Philadelphia, PA (Sports Network) -
It's always fun to look at the early season statistics and extrapolate for an entire 162-game schedule.
Nelson Cruz will hit 162 home runs, breaking Barry Bonds' single season home run record in mid-June.
Baltimore's light-hitting second baseman Brian Roberts will knock in 324 runs.
Arizona third baseman Willie Bloomquist will steal 162 bases without getting caught.
And Mariano Rivera, Jonathan Broxton and Joel Hanrahan will all save 121 games.
Of course, none of the above items will happen.
What I'm trying to show you is that when you have a such a small sample size, statistics can look extremely good or bad. Which can lead to dramatically overvaluing or undervaluing your players and your lineup.

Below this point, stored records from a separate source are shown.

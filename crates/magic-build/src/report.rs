//! Summary of a finished build.

/// What a build produced. All name lists are sorted.
#[derive(Debug, Clone, Default, PartialEq, Eq)]
pub struct BuildReport {
    /// Pages rendered and written
    pub written: Vec<String>,

    /// Dependencies copied into the output
    pub copied: Vec<String>,

    /// Pages that failed to render, with the error message
    pub failed: Vec<(String, String)>,

    /// Dependencies that could not be copied
    pub missing: Vec<String>,

    /// Files in the output directory that this build did not produce
    pub stale: Vec<String>,

    /// Total build time in milliseconds
    pub duration_ms: u64,
}

impl BuildReport {
    /// True when every page rendered and every dependency was copied.
    pub fn is_clean(&self) -> bool {
        self.failed.is_empty() && self.missing.is_empty()
    }

    pub(crate) fn sort(&mut self) {
        self.written.sort();
        self.copied.sort();
        self.failed.sort();
        self.missing.sort();
        self.stale.sort();
    }
}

In the case of Cruz, if Albert Pujols' owner offered the future Hall-of-Fame first baseman to you in a straight up deal you would immediately make the trade despite the fact that Prince Albert is hitting a measly .125 through the first four games and grounded into a league-leading four double plays.
Statistics can be entirely misleading.
After four games of the 2010 season, Phillies third baseman Placido Polanco had a batting average of .579, an OPS of 1.466, had scored seven runs and knocked in eight. An owner in one of my leagues proclaimed Polanco to be his new favorite player.
Yet over the entire 162-game schedule, Polanco returned to being Polanco which meant a season-long OPS of .726, a .298 batting average and just 44 more RBIs over the final 158 games.
For the majority of those players putting up numbers at the extreme ends of the spectrum, they will quickly return to their "normal" self.
Which means, you the fantasy player, should not get overly excited about Carlos Quentin's first three games (.545 batting average, 1.674 OPS), nor get overly depressed because Troy Tulowitzki is batting .000.
In the case of "Tulo" he's got a history of slow starts. Just be patient.
On the other hand, it doesn't mean that you should completely ignore a hitter or pitcher's fast start.
Fantasy owners who jumped on free agent Kelly Johnson in the first weeks of last season (2010 ADP 324) were rewarded with a nine-homer, 18-RBI, 1.154 OPS April.
Those same owners were probably one step ahead of the rest when Jose Bautista exploded in May with 12 home runs and 25 RBIs en route to a league-leading 54 home runs and 124 RBIs.
The trick is to know when a player's performance, great or horrible, is temporary and when it is a long-term change in his performance level.